:: Provided information

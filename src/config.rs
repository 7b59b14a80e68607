//! Store configuration
//!
//! Read from ~/.config/dmap/config.json when present, otherwise defaults.

use crate::trie::MAX_LEVEL_CAPACITY;
use crate::{Error, Result};
use serde::{Deserialize, Serialize};
use std::path::{Path, PathBuf};

/// Tunables for a [`DoubleMap`](crate::DoubleMap)
#[derive(Debug, Clone, Copy, PartialEq, Eq, Serialize, Deserialize)]
#[serde(default)]
pub struct MapConfig {
    /// Maximum number of entries in one trie level
    pub level_capacity: usize,
}

impl Default for MapConfig {
    fn default() -> Self {
        MapConfig {
            level_capacity: MAX_LEVEL_CAPACITY,
        }
    }
}

impl MapConfig {
    /// Config with a specific level capacity
    pub fn with_level_capacity(level_capacity: usize) -> Result<Self> {
        let config = MapConfig { level_capacity };
        config.validate()?;
        Ok(config)
    }

    /// Check that values are within range
    pub fn validate(&self) -> Result<()> {
        if self.level_capacity == 0 || self.level_capacity > MAX_LEVEL_CAPACITY {
            return Err(Error::Config(format!(
                "level_capacity must be between 1 and {}, got {}",
                MAX_LEVEL_CAPACITY, self.level_capacity
            )));
        }
        Ok(())
    }

    /// Default config file location (~/.config/dmap/config.json)
    pub fn default_path() -> Option<PathBuf> {
        dirs::config_dir().map(|dir| dir.join("dmap").join("config.json"))
    }

    /// Load and validate a config file
    pub fn load(path: impl AsRef<Path>) -> Result<Self> {
        let path = path.as_ref();
        let content = std::fs::read_to_string(path)
            .map_err(|e| Error::Config(format!("Failed to read {}: {}", path.display(), e)))?;

        let config: MapConfig = serde_json::from_str(&content)
            .map_err(|e| Error::Config(format!("Failed to parse {}: {}", path.display(), e)))?;

        config.validate()?;
        Ok(config)
    }

    /// Load from `path` if given, else from the default location if it exists
    pub fn load_or_default(path: Option<&Path>) -> Result<Self> {
        if let Some(path) = path {
            return Self::load(path);
        }

        match Self::default_path() {
            Some(path) if path.exists() => Self::load(path),
            _ => Ok(Self::default()),
        }
    }
}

::::

**Exercise objective:**
Report the tally of lines in the listing that carry the string "trie", and nothing else.

**Your solution:**
2